**YOUR INSTRUCTIONS**: Gather all lines in the records below that include the word "ReadOptions".

**INPUT DATA**:
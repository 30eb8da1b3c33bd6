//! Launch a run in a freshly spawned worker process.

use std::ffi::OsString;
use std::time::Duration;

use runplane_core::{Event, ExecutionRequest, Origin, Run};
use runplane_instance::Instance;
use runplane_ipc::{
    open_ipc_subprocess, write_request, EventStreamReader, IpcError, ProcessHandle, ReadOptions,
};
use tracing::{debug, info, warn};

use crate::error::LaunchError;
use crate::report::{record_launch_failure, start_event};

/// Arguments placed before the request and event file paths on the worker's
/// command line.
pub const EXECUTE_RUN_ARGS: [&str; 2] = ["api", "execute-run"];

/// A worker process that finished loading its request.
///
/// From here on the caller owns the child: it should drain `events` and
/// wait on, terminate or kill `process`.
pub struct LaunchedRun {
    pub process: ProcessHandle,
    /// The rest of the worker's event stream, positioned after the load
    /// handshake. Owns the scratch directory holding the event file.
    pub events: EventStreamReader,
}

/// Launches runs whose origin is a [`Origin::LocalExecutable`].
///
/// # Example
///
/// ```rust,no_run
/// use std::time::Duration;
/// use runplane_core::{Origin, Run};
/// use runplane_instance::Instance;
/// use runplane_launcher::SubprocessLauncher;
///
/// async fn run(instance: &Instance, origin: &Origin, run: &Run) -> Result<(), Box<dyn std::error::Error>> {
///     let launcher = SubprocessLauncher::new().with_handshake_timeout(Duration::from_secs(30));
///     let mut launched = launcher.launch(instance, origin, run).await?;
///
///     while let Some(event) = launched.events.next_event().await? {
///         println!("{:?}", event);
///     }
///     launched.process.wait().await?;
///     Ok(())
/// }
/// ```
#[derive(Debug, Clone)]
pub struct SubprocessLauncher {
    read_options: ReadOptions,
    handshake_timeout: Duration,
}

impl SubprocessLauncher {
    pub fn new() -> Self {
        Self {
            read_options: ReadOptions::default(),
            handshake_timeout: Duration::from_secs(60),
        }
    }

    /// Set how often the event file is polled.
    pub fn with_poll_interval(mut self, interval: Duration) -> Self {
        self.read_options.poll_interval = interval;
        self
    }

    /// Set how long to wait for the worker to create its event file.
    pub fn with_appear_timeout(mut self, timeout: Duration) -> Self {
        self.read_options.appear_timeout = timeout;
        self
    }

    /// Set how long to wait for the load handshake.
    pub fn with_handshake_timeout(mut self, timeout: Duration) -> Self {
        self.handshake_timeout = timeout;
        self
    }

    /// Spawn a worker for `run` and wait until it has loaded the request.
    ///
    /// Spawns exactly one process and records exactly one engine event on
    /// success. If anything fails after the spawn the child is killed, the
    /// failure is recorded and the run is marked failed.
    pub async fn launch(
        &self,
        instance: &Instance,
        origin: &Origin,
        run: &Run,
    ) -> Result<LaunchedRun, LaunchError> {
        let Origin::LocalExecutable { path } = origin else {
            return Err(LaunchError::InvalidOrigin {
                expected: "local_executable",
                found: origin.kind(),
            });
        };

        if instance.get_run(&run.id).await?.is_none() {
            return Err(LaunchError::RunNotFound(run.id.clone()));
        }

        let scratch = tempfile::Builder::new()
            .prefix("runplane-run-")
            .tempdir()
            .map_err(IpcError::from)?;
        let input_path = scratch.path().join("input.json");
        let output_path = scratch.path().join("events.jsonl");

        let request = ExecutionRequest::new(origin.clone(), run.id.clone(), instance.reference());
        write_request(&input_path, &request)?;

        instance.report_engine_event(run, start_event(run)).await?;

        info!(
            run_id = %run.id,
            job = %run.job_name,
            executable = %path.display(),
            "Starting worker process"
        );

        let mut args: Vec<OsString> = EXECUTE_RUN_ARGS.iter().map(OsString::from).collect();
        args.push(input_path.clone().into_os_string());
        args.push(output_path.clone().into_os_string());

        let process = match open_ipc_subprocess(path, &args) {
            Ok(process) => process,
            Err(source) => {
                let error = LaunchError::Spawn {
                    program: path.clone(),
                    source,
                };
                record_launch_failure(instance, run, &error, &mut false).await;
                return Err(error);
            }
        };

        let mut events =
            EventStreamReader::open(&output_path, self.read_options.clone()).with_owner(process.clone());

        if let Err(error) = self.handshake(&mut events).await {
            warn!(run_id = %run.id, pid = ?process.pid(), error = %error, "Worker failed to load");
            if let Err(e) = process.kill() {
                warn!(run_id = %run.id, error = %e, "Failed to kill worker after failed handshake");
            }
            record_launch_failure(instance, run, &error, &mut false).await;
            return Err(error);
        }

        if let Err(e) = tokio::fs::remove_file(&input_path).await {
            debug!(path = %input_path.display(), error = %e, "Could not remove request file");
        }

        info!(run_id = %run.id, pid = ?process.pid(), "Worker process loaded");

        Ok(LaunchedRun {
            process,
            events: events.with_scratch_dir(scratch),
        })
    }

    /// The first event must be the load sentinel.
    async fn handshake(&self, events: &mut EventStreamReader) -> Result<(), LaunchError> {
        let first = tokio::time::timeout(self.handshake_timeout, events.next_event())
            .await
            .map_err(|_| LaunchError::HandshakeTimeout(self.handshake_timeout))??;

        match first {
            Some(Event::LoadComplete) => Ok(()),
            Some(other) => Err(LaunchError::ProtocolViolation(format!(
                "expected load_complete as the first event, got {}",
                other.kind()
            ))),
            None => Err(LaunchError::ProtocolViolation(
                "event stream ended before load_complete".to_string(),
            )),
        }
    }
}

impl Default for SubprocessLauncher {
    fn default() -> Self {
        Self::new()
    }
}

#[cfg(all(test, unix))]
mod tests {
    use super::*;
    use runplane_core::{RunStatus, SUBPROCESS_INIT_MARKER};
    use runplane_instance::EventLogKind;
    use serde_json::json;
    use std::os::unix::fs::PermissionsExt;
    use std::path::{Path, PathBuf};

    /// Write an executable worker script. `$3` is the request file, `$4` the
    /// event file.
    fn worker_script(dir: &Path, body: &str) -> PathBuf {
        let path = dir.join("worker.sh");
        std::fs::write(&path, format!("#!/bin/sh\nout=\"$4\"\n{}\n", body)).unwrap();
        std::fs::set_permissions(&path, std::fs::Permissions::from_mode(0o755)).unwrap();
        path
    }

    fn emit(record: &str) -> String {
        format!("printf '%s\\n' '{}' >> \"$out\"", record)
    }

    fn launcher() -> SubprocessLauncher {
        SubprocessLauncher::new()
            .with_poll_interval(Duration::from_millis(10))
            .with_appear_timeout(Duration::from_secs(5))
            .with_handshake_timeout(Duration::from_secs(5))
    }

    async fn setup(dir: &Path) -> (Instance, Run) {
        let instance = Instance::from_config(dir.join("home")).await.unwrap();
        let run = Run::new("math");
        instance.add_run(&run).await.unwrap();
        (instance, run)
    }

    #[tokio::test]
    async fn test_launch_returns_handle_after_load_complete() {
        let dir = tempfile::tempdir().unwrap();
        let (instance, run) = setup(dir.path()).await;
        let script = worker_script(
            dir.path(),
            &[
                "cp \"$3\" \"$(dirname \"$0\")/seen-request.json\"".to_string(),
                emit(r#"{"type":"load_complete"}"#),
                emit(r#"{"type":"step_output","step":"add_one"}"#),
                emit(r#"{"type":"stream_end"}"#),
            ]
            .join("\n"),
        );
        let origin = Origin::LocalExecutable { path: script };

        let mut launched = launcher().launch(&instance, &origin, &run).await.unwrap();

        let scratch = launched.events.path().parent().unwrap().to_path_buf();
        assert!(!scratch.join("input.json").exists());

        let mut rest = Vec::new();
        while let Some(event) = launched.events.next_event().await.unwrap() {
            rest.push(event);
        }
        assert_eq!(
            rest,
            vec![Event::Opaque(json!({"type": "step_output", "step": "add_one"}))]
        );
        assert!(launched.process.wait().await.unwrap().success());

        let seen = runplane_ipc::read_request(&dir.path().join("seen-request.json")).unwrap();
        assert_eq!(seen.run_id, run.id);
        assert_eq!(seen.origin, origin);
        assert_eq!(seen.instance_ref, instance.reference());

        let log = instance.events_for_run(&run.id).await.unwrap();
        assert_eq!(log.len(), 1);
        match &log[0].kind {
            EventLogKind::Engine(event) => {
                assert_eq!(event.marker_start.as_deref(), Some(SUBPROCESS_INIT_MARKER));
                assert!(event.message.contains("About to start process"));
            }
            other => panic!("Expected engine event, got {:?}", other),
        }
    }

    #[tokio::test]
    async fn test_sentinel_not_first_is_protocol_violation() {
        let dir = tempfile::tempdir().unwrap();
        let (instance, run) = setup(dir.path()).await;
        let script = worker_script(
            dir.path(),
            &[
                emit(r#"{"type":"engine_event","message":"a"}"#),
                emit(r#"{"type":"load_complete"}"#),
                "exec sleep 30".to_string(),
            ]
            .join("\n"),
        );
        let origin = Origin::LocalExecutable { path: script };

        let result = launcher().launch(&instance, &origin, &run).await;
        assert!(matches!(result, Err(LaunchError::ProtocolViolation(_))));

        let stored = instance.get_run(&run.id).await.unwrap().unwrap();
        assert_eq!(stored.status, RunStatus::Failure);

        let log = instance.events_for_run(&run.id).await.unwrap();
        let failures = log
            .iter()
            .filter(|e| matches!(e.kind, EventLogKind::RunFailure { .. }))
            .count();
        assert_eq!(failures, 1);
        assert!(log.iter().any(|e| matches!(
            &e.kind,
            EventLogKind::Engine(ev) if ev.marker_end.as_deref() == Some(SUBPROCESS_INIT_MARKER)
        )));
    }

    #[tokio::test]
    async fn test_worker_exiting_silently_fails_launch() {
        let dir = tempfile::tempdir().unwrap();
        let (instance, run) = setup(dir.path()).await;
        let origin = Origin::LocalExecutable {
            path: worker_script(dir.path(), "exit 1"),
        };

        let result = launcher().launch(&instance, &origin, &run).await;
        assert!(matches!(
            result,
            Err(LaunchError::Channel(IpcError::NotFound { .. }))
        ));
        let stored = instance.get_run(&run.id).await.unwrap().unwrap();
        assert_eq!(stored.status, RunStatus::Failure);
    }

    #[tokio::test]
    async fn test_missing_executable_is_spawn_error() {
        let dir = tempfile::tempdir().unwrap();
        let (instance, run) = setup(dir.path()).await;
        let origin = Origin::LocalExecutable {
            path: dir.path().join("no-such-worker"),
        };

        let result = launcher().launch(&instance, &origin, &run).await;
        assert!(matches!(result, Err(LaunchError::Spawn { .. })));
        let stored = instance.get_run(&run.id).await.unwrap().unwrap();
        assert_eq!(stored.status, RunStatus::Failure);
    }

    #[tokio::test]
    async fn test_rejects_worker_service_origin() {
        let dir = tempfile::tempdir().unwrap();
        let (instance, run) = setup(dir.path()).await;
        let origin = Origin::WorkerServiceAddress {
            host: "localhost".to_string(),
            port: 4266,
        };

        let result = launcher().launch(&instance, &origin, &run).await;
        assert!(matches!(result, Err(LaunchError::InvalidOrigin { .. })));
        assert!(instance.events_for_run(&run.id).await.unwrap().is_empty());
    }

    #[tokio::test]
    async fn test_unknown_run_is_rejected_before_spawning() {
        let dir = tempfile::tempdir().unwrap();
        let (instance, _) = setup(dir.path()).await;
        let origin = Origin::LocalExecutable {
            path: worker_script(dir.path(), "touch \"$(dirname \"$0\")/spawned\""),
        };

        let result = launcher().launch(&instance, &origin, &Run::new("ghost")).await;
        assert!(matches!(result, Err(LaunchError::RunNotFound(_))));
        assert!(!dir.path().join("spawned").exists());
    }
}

**TASK RESPONSE**:
    open_ipc_subprocess, write_request, EventStreamReader, IpcError, ProcessHandle, ReadOptions,
    read_options: ReadOptions,
            read_options: ReadOptions::default(),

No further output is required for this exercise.